## [SUPPLIED INFORMATION]
------------------------------
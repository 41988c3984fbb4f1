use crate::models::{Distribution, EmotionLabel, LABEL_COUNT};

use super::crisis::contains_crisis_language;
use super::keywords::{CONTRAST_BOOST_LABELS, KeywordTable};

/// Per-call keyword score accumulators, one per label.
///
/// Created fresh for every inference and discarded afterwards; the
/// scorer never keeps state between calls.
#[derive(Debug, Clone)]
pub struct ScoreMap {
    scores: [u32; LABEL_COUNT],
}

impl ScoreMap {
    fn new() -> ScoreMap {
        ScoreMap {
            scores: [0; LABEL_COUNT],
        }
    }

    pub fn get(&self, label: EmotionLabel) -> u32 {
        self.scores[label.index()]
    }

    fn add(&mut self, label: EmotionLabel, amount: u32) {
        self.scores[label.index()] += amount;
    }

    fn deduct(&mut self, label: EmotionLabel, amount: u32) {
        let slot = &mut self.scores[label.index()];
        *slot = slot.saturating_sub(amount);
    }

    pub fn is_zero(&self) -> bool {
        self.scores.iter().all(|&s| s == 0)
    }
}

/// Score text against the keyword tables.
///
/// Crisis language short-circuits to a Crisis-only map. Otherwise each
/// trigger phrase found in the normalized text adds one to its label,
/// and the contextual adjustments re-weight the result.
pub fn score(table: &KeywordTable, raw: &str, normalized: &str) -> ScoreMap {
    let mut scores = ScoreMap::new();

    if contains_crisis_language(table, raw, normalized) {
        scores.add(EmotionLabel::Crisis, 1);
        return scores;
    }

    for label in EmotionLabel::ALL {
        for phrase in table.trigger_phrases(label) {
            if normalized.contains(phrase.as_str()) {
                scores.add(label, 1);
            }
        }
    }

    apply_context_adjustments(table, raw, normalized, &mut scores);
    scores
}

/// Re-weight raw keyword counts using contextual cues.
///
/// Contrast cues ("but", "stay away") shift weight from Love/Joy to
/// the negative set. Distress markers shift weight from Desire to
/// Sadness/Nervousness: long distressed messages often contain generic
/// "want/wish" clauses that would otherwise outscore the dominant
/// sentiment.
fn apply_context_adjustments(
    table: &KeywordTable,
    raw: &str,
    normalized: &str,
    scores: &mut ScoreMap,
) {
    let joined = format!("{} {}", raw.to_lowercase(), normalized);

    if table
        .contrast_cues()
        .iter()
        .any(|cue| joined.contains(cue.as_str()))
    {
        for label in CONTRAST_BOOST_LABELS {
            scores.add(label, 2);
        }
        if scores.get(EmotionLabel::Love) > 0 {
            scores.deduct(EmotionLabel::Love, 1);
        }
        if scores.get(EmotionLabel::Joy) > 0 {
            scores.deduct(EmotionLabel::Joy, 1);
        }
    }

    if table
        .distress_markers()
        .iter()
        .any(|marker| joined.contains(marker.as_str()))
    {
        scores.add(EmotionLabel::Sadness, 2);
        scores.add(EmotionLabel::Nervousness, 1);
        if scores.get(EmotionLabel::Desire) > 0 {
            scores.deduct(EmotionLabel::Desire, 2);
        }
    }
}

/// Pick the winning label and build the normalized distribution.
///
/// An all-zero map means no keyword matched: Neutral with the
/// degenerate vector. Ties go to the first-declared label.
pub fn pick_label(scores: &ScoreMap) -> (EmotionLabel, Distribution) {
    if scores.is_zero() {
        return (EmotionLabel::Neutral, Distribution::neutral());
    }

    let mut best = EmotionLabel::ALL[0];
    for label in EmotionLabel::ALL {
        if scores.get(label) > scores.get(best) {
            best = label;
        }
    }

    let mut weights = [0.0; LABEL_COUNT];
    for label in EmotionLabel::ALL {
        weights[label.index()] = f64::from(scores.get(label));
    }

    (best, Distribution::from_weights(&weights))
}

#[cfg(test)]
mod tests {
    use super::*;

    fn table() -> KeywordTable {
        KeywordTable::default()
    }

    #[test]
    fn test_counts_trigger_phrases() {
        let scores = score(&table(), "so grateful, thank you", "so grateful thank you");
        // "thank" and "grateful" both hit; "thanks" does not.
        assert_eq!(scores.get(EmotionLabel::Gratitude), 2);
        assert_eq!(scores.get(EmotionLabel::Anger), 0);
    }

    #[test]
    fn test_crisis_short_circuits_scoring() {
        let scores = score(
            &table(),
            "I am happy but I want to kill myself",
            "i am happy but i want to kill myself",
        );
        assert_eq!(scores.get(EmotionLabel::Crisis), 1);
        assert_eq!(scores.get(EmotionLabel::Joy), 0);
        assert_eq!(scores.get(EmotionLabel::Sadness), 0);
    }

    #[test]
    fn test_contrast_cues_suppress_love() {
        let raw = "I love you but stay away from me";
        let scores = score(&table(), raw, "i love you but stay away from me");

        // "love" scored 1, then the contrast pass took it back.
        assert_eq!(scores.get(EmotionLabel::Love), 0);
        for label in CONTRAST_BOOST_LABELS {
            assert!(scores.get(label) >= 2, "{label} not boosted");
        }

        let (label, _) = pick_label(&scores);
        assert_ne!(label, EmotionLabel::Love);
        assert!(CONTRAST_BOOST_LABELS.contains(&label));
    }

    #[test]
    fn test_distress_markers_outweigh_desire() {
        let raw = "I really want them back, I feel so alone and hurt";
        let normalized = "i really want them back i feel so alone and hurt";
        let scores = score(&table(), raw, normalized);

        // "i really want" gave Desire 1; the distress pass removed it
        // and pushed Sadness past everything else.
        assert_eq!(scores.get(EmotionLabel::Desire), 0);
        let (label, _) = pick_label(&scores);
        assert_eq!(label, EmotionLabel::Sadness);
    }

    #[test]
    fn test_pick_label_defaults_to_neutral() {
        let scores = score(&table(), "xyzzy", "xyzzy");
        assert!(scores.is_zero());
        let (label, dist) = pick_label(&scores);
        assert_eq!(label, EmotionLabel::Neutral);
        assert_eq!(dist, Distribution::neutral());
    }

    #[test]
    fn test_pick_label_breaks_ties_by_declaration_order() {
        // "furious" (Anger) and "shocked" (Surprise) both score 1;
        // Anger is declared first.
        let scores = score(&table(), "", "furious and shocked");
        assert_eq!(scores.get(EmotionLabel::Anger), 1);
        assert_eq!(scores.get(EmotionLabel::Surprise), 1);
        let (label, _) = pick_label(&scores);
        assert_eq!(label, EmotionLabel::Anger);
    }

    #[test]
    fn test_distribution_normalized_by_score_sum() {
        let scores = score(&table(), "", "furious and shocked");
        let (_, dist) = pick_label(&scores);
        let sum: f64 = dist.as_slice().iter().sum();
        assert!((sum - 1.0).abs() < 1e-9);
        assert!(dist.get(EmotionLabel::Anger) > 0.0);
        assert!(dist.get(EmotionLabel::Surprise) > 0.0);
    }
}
------------------------------
## [WHAT THE TASK REQUIRES]
Print all entries again, exactly.

## [SOLUTION FOR THIS PROBLEM]
repository 41988c3984fbb4f1
use crate::models::{Distribution, EmotionLabel, LABEL_COUNT};

use super::crisis::contains_crisis_language;
use super::keywords::{CONTRAST_BOOST_LABELS, KeywordTable};

/// Per-call keyword score accumulators, one per label.
///
/// Created fresh for every inference and discarded afterwards; the
/// scorer never keeps state between calls.
#[derive(Debug, Clone)]
pub struct ScoreMap {
    scores: [u32; LABEL_COUNT],
}

impl ScoreMap {
    fn new() -> ScoreMap {
        ScoreMap {
            scores: [0; LABEL_COUNT],
        }
    }

    pub fn get(&self, label: EmotionLabel) -> u32 {
        self.scores[label.index()]
    }

    fn add(&mut self, label: EmotionLabel, amount: u32) {
        self.scores[label.index()] += amount;
    }

    fn deduct(&mut self, label: EmotionLabel, amount: u32) {
        let slot = &mut self.scores[label.index()];
        *slot = slot.saturating_sub(amount);
    }

    pub fn is_zero(&self) -> bool {
        self.scores.iter().all(|&s| s == 0)
    }
}

/// Score text against the keyword tables.
///
/// Crisis language short-circuits to a Crisis-only map. Otherwise each
/// trigger phrase found in the normalized text adds one to its label,
/// and the contextual adjustments re-weight the result.
pub fn score(table: &KeywordTable, raw: &str, normalized: &str) -> ScoreMap {
    let mut scores = ScoreMap::new();

    if contains_crisis_language(table, raw, normalized) {
        scores.add(EmotionLabel::Crisis, 1);
        return scores;
    }

    for label in EmotionLabel::ALL {
        for phrase in table.trigger_phrases(label) {
            if normalized.contains(phrase.as_str()) {
                scores.add(label, 1);
            }
        }
    }

    apply_context_adjustments(table, raw, normalized, &mut scores);
    scores
}

/// Re-weight raw keyword counts using contextual cues.
///
/// Contrast cues ("but", "stay away") shift weight from Love/Joy to
/// the negative set. Distress markers shift weight from Desire to
/// Sadness/Nervousness: long distressed messages often contain generic
/// "want/wish" clauses that would otherwise outscore the dominant
/// sentiment.
fn apply_context_adjustments(
    table: &KeywordTable,
    raw: &str,
    normalized: &str,
    scores: &mut ScoreMap,
) {
    let joined = format!("{} {}", raw.to_lowercase(), normalized);

    if table
        .contrast_cues()
        .iter()
        .any(|cue| joined.contains(cue.as_str()))
    {
        for label in CONTRAST_BOOST_LABELS {
            scores.add(label, 2);
        }
        if scores.get(EmotionLabel::Love) > 0 {
            scores.deduct(EmotionLabel::Love, 1);
        }
        if scores.get(EmotionLabel::Joy) > 0 {
            scores.deduct(EmotionLabel::Joy, 1);
        }
    }

    if table
        .distress_markers()
        .iter()
        .any(|marker| joined.contains(marker.as_str()))
    {
        scores.add(EmotionLabel::Sadness, 2);
        scores.add(EmotionLabel::Nervousness, 1);
        if scores.get(EmotionLabel::Desire) > 0 {
            scores.deduct(EmotionLabel::Desire, 2);
        }
    }
}

/// Pick the winning label and build the normalized distribution.
///
/// An all-zero map means no keyword matched: Neutral with the
/// degenerate vector. Ties go to the first-declared label.
pub fn pick_label(scores: &ScoreMap) -> (EmotionLabel, Distribution) {
    if scores.is_zero() {
        return (EmotionLabel::Neutral, Distribution::neutral());
    }

    let mut best = EmotionLabel::ALL[0];
    for label in EmotionLabel::ALL {
        if scores.get(label) > scores.get(best) {
            best = label;
        }
    }

    let mut weights = [0.0; LABEL_COUNT];
    for label in EmotionLabel::ALL {
        weights[label.index()] = f64::from(scores.get(label));
    }

    (best, Distribution::from_weights(&weights))
}

#[cfg(test)]
mod tests {
    use super::*;

    fn table() -> KeywordTable {
        KeywordTable::default()
    }

    #[test]
    fn test_counts_trigger_phrases() {
        let scores = score(&table(), "so grateful, thank you", "so grateful thank you");
        // "thank" and "grateful" both hit; "thanks" does not.
        assert_eq!(scores.get(EmotionLabel::Gratitude), 2);
        assert_eq!(scores.get(EmotionLabel::Anger), 0);
    }

    #[test]
    fn test_crisis_short_circuits_scoring() {
        let scores = score(
            &table(),
            "I am happy but I want to kill myself",
            "i am happy but i want to kill myself",
        );
        assert_eq!(scores.get(EmotionLabel::Crisis), 1);
        assert_eq!(scores.get(EmotionLabel::Joy), 0);
        assert_eq!(scores.get(EmotionLabel::Sadness), 0);
    }

    #[test]
    fn test_contrast_cues_suppress_love() {
        let raw = "I love you but stay away from me";
        let scores = score(&table(), raw, "i love you but stay away from me");

        // "love" scored 1, then the contrast pass took it back.
        assert_eq!(scores.get(EmotionLabel::Love), 0);
        for label in CONTRAST_BOOST_LABELS {
            assert!(scores.get(label) >= 2, "{label} not boosted");
        }

        let (label, _) = pick_label(&scores);
        assert_ne!(label, EmotionLabel::Love);
        assert!(CONTRAST_BOOST_LABELS.contains(&label));
    }

    #[test]
    fn test_distress_markers_outweigh_desire() {
        let raw = "I really want them back, I feel so alone and hurt";
        let normalized = "i really want them back i feel so alone and hurt";
        let scores = score(&table(), raw, normalized);

        // "i really want" gave Desire 1; the distress pass removed it
        // and pushed Sadness past everything else.
        assert_eq!(scores.get(EmotionLabel::Desire), 0);
        let (label, _) = pick_label(&scores);
        assert_eq!(label, EmotionLabel::Sadness);
    }

    #[test]
    fn test_pick_label_defaults_to_neutral() {
        let scores = score(&table(), "xyzzy", "xyzzy");
        assert!(scores.is_zero());
        let (label, dist) = pick_label(&scores);
        assert_eq!(label, EmotionLabel::Neutral);
        assert_eq!(dist, Distribution::neutral());
    }

    #[test]
    fn test_pick_label_breaks_ties_by_declaration_order() {
        // "furious" (Anger) and "shocked" (Surprise) both score 1;
        // Anger is declared first.
        let scores = score(&table(), "", "furious and shocked");
        assert_eq!(scores.get(EmotionLabel::Anger), 1);
        assert_eq!(scores.get(EmotionLabel::Surprise), 1);
        let (label, _) = pick_label(&scores);
        assert_eq!(label, EmotionLabel::Anger);
    }

    #[test]
    fn test_distribution_normalized_by_score_sum() {
        let scores = score(&table(), "", "furious and shocked");
        let (_, dist) = pick_label(&scores);
        let sum: f64 = dist.as_slice().iter().sum();
        assert!((sum - 1.0).abs() < 1e-9);
        assert!(dist.get(EmotionLabel::Anger) > 0.0);
        assert!(dist.get(EmotionLabel::Surprise) > 0.0);
    }
}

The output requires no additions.